Karma Points are a mechanism to remind me to constantly seek ways to improve not just the quality of my work but for me to think about the needs of others. They are completely discretionary and are awarded on a random basis, but I am keen to explore whether a system could be created so they are awarded on a more structured basis. I like the idea that in the pursuit of being kind we can improve our work and the way we conduct business.
How could kindness have an influence in the workplace? Well, I recently met a friend who works in Perth, Western Australia. His company offers its team a number of 'Well' days. It is reserved for those days when they wouldn't be able to perform their best perhaps because they need a rest from the daily commute (hangover) or need to be around for a delivery. So rather than take a 'Sick' day, they take a guilt-free 'Well' day without having to lie and make excuses. A 'Well' day can be taken at very short notice and counts as annual leave, which most companies require to be book in advance.

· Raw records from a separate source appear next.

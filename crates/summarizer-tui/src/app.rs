use std::sync::Arc;

use ratatui::layout::Rect;
use summarizer_core::{
    Config, FormParts, HttpSummaryClient, InteractionController, SharedForm, SubmitOutcome,
    SummaryLength,
};
use tokio::task::JoinHandle;
use tracing::{debug, warn};

pub type Controller = InteractionController<SharedForm, HttpSummaryClient>;

#[derive(Debug, Clone, Copy, PartialEq, Eq)]
pub enum InputMode {
    Normal,
    Editing,
}

#[derive(Debug, Clone, Copy, PartialEq, Eq)]
pub enum FocusPane {
    Input,
    Length,
    Submit,
    Output,
}

impl FocusPane {
    pub fn next(&self) -> Self {
        match self {
            FocusPane::Input => FocusPane::Length,
            FocusPane::Length => FocusPane::Submit,
            FocusPane::Submit => FocusPane::Output,
            FocusPane::Output => FocusPane::Input,
        }
    }

    pub fn prev(&self) -> Self {
        match self {
            FocusPane::Input => FocusPane::Output,
            FocusPane::Length => FocusPane::Input,
            FocusPane::Submit => FocusPane::Length,
            FocusPane::Output => FocusPane::Submit,
        }
    }
}

/// Resolved startup settings (flags, environment and config file merged).
#[derive(Debug, Clone)]
pub struct Settings {
    pub summarize_url: String,
    pub length: SummaryLength,
    pub client: HttpSummaryClient,
}

pub struct App {
    // Core state
    pub should_quit: bool,
    pub input_mode: InputMode,
    pub focus: FocusPane,

    // Summarizer (None when the form could not be bound)
    pub controller: Option<Arc<Controller>>,
    pub submit_task: Option<JoinHandle<SubmitOutcome>>,
    pub footer_year: Option<String>,
    pub endpoint: String,

    // View state
    pub output_scroll: u16,
    pub input_scroll: u16,
    pub animation_frame: u8, // 0-2 for ellipsis animation
    pub persist_length: bool,

    // Panel areas for mouse hit-testing (updated during render)
    pub input_area: Option<Rect>,
    pub submit_area: Option<Rect>,
    pub output_area: Option<Rect>,
}

impl App {
    pub fn new(settings: Settings, year: i32) -> Self {
        Self::from_parts(
            FormParts::complete(Some(settings.summarize_url.clone()), settings.length),
            settings,
            year,
        )
    }

    pub fn from_parts(mut parts: FormParts, settings: Settings, year: i32) -> Self {
        parts.fill_footer_year(year);
        let footer_year = parts.year.as_ref().and_then(|y| y.text.clone());

        let controller = InteractionController::bind(parts, Arc::new(settings.client))
            .map(Arc::new);
        if controller.is_none() {
            warn!("summarizer form incomplete, not binding");
        }

        Self {
            should_quit: false,
            input_mode: InputMode::Editing,
            focus: FocusPane::Input,
            controller,
            submit_task: None,
            footer_year,
            endpoint: settings.summarize_url,
            output_scroll: 0,
            input_scroll: 0,
            animation_frame: 0,
            persist_length: true,
            input_area: None,
            submit_area: None,
            output_area: None,
        }
    }

    pub fn form(&self) -> Option<&SharedForm> {
        self.controller.as_ref().map(|c| c.form())
    }

    pub fn is_loading(&self) -> bool {
        self.form().map(|f| f.lock().is_loading()).unwrap_or(false)
    }

    /// Button press. Ignored while the button is disabled, like a real
    /// disabled control. The mouse, the focused button and the Ctrl+Enter
    /// shortcut all come through here.
    pub fn click_submit(&mut self) {
        let enabled = self
            .form()
            .map(|f| f.lock().is_submit_enabled())
            .unwrap_or(false);
        if enabled {
            self.submit();
        }
    }

    /// Start a submission in the background.
    fn submit(&mut self) {
        let Some(controller) = self.controller.clone() else {
            return;
        };
        if self.submit_task.as_ref().is_some_and(|t| !t.is_finished()) {
            debug!("submit ignored, previous task still running");
            return;
        }
        self.output_scroll = 0;
        self.submit_task = Some(tokio::spawn(async move { controller.submit().await }));
    }

    /// Collect a finished submission, if there is one.
    pub async fn reap_submit_task(&mut self) -> Option<SubmitOutcome> {
        if !self.submit_task.as_ref().is_some_and(|t| t.is_finished()) {
            return None;
        }
        let task = self.submit_task.take()?;
        match task.await {
            Ok(outcome) => {
                debug!(?outcome, "submission finished");
                Some(outcome)
            }
            Err(err) => {
                warn!(%err, "submission task failed");
                None
            }
        }
    }

    pub fn select_length(&mut self, forward: bool) {
        let Some(form) = self.form() else {
            return;
        };
        let length = {
            let mut state = form.lock();
            state.length.selected = if forward {
                state.length.selected.next()
            } else {
                state.length.selected.prev()
            };
            state.length.selected
        };
        if self.persist_length {
            if let Err(err) = Config::save_default_length(length) {
                warn!(%err, "could not save default length");
            }
        }
    }

    pub fn tick_animation(&mut self) {
        if self.is_loading() {
            self.animation_frame = (self.animation_frame + 1) % 3;
        } else {
            self.animation_frame = 0;
        }
    }

    pub fn focus_next(&mut self) {
        self.focus = self.focus.next();
        self.sync_input_mode();
    }

    pub fn focus_prev(&mut self) {
        self.focus = self.focus.prev();
        self.sync_input_mode();
    }

    pub fn set_focus(&mut self, focus: FocusPane) {
        self.focus = focus;
        self.sync_input_mode();
    }

    fn sync_input_mode(&mut self) {
        self.input_mode = if self.focus == FocusPane::Input {
            InputMode::Editing
        } else {
            InputMode::Normal
        };
    }

    pub fn scroll_output_down(&mut self) {
        self.output_scroll = self.output_scroll.saturating_add(1);
    }

    pub fn scroll_output_up(&mut self) {
        self.output_scroll = self.output_scroll.saturating_sub(1);
    }
}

This works on two levels. It shows the company trusts, values and emphasises with their employees. And for the employee it engenders a degree of loyalty and sense of pride about the company they work for.
Well days may not work for everyone, but it does demonstrate how kindness can be an effective force.
Arts & Kindness
We hold kindness in high regard. It underpins the way we conduct business and effects how we develop websites. We see it as our job to constantly make small invisible differences that will change the experiences for other people.

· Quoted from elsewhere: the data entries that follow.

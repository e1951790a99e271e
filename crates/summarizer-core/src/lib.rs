pub mod client;
pub mod config;
pub mod controller;
pub mod form;
pub mod length;

// Re-export main types for convenience
pub use client::{HttpSummaryClient, ServerReply, SummarizeError, SummaryBackend, SummaryRequest};
pub use config::Config;
pub use controller::{InteractionController, Key, KeyDown, SubmitOutcome};
pub use form::{FormParts, FormState, OutputMessage, SharedForm, SummaryForm};
pub use length::SummaryLength;
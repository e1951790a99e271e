use serde::{Deserialize, Serialize};
use std::fs;
use std::path::{Path, PathBuf};
use std::time::Duration;
use anyhow::{Result, anyhow};

use crate::length::SummaryLength;

pub const DEFAULT_SUMMARIZE_URL: &str = "http://localhost:5000/summarize";
pub const SUMMARIZE_URL_ENV: &str = "SUMMARIZE_URL";

#[derive(Serialize, Deserialize, Debug, Clone, Default, PartialEq, Eq)]
#[serde(default)]
pub struct Config {
    pub summarize_url: Option<String>,
    pub default_length: Option<String>,
    pub timeout_secs: Option<u64>,
}

impl Config {
    pub fn new() -> Self {
        Self {
            summarize_url: Some(DEFAULT_SUMMARIZE_URL.to_string()),
            default_length: Some(SummaryLength::default().as_str().to_string()),
            timeout_secs: None,
        }
    }

    pub fn load() -> Result<Self> {
        Self::load_from(&Self::get_config_path()?)
    }

    pub fn load_from(path: &Path) -> Result<Self> {
        if !path.exists() {
            return Ok(Self::new());
        }

        let config_content = fs::read_to_string(path)?;
        let config: Config = serde_json::from_str(&config_content)?;
        Ok(config)
    }

    pub fn save(&self) -> Result<()> {
        self.save_to(&Self::get_config_path()?)
    }

    pub fn save_to(&self, path: &Path) -> Result<()> {
        // Create config directory if it doesn't exist
        if let Some(parent) = path.parent() {
            fs::create_dir_all(parent)?;
        }

        let config_content = serde_json::to_string_pretty(self)?;
        fs::write(path, config_content)?;
        Ok(())
    }

    pub fn save_default_length(length: SummaryLength) -> Result<()> {
        let mut config = Self::load().unwrap_or_else(|_| Self::new());
        config.default_length = Some(length.as_str().to_string());
        config.save()
    }

    /// Flag, then `SUMMARIZE_URL`, then the file, then the built-in default.
    pub fn resolve_url(&self, flag: Option<&str>) -> String {
        let from_env = std::env::var(SUMMARIZE_URL_ENV).ok();
        pick_url(flag, from_env.as_deref(), self.summarize_url.as_deref())
    }

    /// Flag, then the file. Unknown values fall back to the default length.
    pub fn resolve_length(&self, flag: Option<SummaryLength>) -> SummaryLength {
        flag.or_else(|| {
            self.default_length
                .as_deref()
                .and_then(SummaryLength::from_str)
        })
        .unwrap_or_default()
    }

    pub fn timeout(&self) -> Option<Duration> {
        self.timeout_secs.map(Duration::from_secs)
    }

    pub fn config_dir() -> Result<PathBuf> {
        let config_dir = dirs::config_dir()
            .ok_or_else(|| anyhow!("Could not determine config directory"))?;

        Ok(config_dir.join("summarizer"))
    }

    pub fn log_path() -> Result<PathBuf> {
        Ok(Self::config_dir()?.join("summarizer.log"))
    }

    fn get_config_path() -> Result<PathBuf> {
        Ok(Self::config_dir()?.join("config.json"))
    }
}

fn pick_url(flag: Option<&str>, env: Option<&str>, file: Option<&str>) -> String {
    [flag, env, file]
        .into_iter()
        .flatten()
        .map(str::trim)
        .find(|url| !url.is_empty())
        .unwrap_or(DEFAULT_SUMMARIZE_URL)
        .to_string()
}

We thought we stood alone with our views, but we were delighted to discover there are others that value kindness as much as we do. We recently stumbled upon People United who have published (in collaboration with the Centre for the Study of Group Processes at the University of Kent) a fascinating paper about the Arts and Kindness. It poses the question, “Could arts be a 'superconductor' for kindness?" and proposes a model for how the arts might create the conditions for kindness to grow. The model contains four mediators: Emotions, Connections, Learning and Values that individually or in combination influence an outcome of kinder attitudes and behaviours. As far as I can ascertain, this model is in an early phase of development, but it has potential to reach beyond the Arts to influence business, business practises, even the way we build websites.

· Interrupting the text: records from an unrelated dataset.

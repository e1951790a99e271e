use std::time::Duration;

use async_trait::async_trait;
use reqwest::header::CONTENT_TYPE;
use reqwest::Client;
use serde::{Deserialize, Serialize};
use thiserror::Error;
use tracing::debug;

/// Body posted to the summarize endpoint.
#[derive(Debug, Clone, PartialEq, Eq, Serialize, Deserialize)]
pub struct SummaryRequest {
    pub text: String,
    pub length: String,
}

#[derive(Deserialize)]
struct SummaryResponse {
    summary: String,
}

#[derive(Deserialize)]
struct ErrorResponse {
    error: String,
}

/// A response the server produced on purpose: either a summary (2xx) or an
/// error string (anything else).
#[derive(Debug, Clone, PartialEq, Eq)]
pub enum ServerReply {
    Summary(String),
    Error(String),
}

/// Anything that kept us from getting a well-formed reply.
#[derive(Debug, Error)]
pub enum SummarizeError {
    #[error("request failed: {0}")]
    Transport(#[from] reqwest::Error),
    #[error("malformed response body: {0}")]
    Decode(#[from] serde_json::Error),
    #[error("no summarize URL configured")]
    MissingEndpoint,
}

#[async_trait]
pub trait SummaryBackend: Send + Sync {
    async fn summarize(
        &self,
        url: &str,
        request: &SummaryRequest,
    ) -> Result<ServerReply, SummarizeError>;
}

#[derive(Debug, Clone)]
pub struct HttpSummaryClient {
    client: Client,
}

impl HttpSummaryClient {
    pub fn new() -> Self {
        Self {
            client: Client::new(),
        }
    }

    /// Client with an overall request timeout. `None` keeps reqwest's defaults.
    pub fn with_timeout(timeout: Option<Duration>) -> Result<Self, SummarizeError> {
        let mut builder = Client::builder();
        if let Some(timeout) = timeout {
            builder = builder.timeout(timeout);
        }
        Ok(Self {
            client: builder.build()?,
        })
    }
}

impl Default for HttpSummaryClient {
    fn default() -> Self {
        Self::new()
    }
}

#[async_trait]
impl SummaryBackend for HttpSummaryClient {
    async fn summarize(
        &self,
        url: &str,
        request: &SummaryRequest,
    ) -> Result<ServerReply, SummarizeError> {
        let response = self
            .client
            .post(url)
            .header(CONTENT_TYPE, "application/json")
            .json(request)
            .send()
            .await?;

        let status = response.status();
        let body = response.bytes().await?;
        debug!(%status, bytes = body.len(), "summarize response received");

        if status.is_success() {
            let parsed: SummaryResponse = serde_json::from_slice(&body)?;
            Ok(ServerReply::Summary(parsed.summary))
        } else {
            let parsed: ErrorResponse = serde_json::from_slice(&body)?;
            Ok(ServerReply::Error(parsed.error))
        }
    }
}

#[cfg(test)]
mod tests {
    use super::*;
    use axum::http::{HeaderMap, StatusCode};
    use axum::response::IntoResponse;
    use axum::routing::post;
    use axum::{Json, Router};
    use serde_json::json;
    use std::sync::{Arc, Mutex};

    type Seen = Arc<Mutex<Vec<(Option<String>, SummaryRequest)>>>;

    async fn serve(router: Router) -> String {
        let listener = tokio::net::TcpListener::bind("127.0.0.1:0")
            .await
            .expect("bind");
        let addr = listener.local_addr().expect("addr");
        tokio::spawn(async move {
            axum::serve(listener, router).await.expect("serve");
        });
        format!("http://{}/summarize", addr)
    }

    fn recording_router(seen: Seen) -> Router {
        Router::new().route(
            "/summarize",
            post(move |headers: HeaderMap, Json(body): Json<SummaryRequest>| {
                let seen = seen.clone();
                async move {
                    let content_type = headers
                        .get("content-type")
                        .and_then(|v| v.to_str().ok())
                        .map(str::to_string);
                    let reply = format!("{} words", body.text.split_whitespace().count());
                    seen.lock().unwrap().push((content_type, body));
                    Json(json!({ "summary": reply }))
                }
            }),
        )
    }

    #[tokio::test]
    async fn test_posts_json_body_and_reads_summary() {
        let seen: Seen = Arc::new(Mutex::new(Vec::new()));
        let url = serve(recording_router(seen.clone())).await;

        let request = SummaryRequest {
            text: "one two three".to_string(),
            length: "short".to_string(),
        };
        let reply = HttpSummaryClient::new()
            .summarize(&url, &request)
            .await
            .expect("reply");

        assert_eq!(reply, ServerReply::Summary("3 words".to_string()));
        let seen = seen.lock().unwrap();
        assert_eq!(seen.len(), 1);
        assert_eq!(seen[0].0.as_deref(), Some("application/json"));
        assert_eq!(seen[0].1, request);
    }

    #[tokio::test]
    async fn test_non_success_status_reads_error_field() {
        let router = Router::new().route(
            "/summarize",
            post(|| async {
                (
                    StatusCode::BAD_REQUEST,
                    Json(json!({ "error": "Text is required" })),
                )
                    .into_response()
            }),
        );
        let url = serve(router).await;

        let request = SummaryRequest {
            text: "x".to_string(),
            length: "medium".to_string(),
        };
        let reply = HttpSummaryClient::new()
            .summarize(&url, &request)
            .await
            .expect("reply");

        assert_eq!(reply, ServerReply::Error("Text is required".to_string()));
    }

    #[tokio::test]
    async fn test_malformed_body_is_decode_error() {
        let router = Router::new().route(
            "/summarize",
            post(|| async { (StatusCode::OK, "<html>not json</html>").into_response() }),
        );
        let url = serve(router).await;

        let request = SummaryRequest {
            text: "x".to_string(),
            length: "long".to_string(),
        };
        let err = HttpSummaryClient::new()
            .summarize(&url, &request)
            .await
            .unwrap_err();

        assert!(matches!(err, SummarizeError::Decode(_)));
    }

    #[tokio::test]
    async fn test_error_status_without_error_field_is_decode_error() {
        let router = Router::new().route(
            "/summarize",
            post(|| async { (StatusCode::INTERNAL_SERVER_ERROR, "oops").into_response() }),
        );
        let url = serve(router).await;

        let request = SummaryRequest {
            text: "x".to_string(),
            length: "long".to_string(),
        };
        let err = HttpSummaryClient::new()
            .summarize(&url, &request)
            .await
            .unwrap_err();

        assert!(matches!(err, SummarizeError::Decode(_)));
    }

    #[tokio::test]
    async fn test_unreachable_host_is_transport_error() {
        // Bind then drop to get a port nothing listens on.
        let listener = std::net::TcpListener::bind("127.0.0.1:0").unwrap();
        let addr = listener.local_addr().unwrap();
        drop(listener);

        let request = SummaryRequest {
            text: "x".to_string(),
            length: "short".to_string(),
        };
        let err = HttpSummaryClient::new()
            .summarize(&format!("http://{}/summarize", addr), &request)
            .await
            .unwrap_err();

        assert!(matches!(err, SummarizeError::Transport(_)));
    }
}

Clearly, this takes the idea of Karma Point up a few notches, but it has the same underlying principles that I teach my children.
I know the idea of Karma Points is not new radical thinking, but try it yourself. Hold the door open for someone. Help someone struggling with a pushchair. Pull in your neighbours garbage bin. Make a better web form. Improve the readability of your text on screen. Do a small favour for a client without charging them. The bigger the act, the more points you can award yourself. Then when you discover you've inadvertently slipped up, deduct points and find ways to replenish them.
It really doesn't take much effort to make a difference. So change your currency and measure your wealth in Karma Points.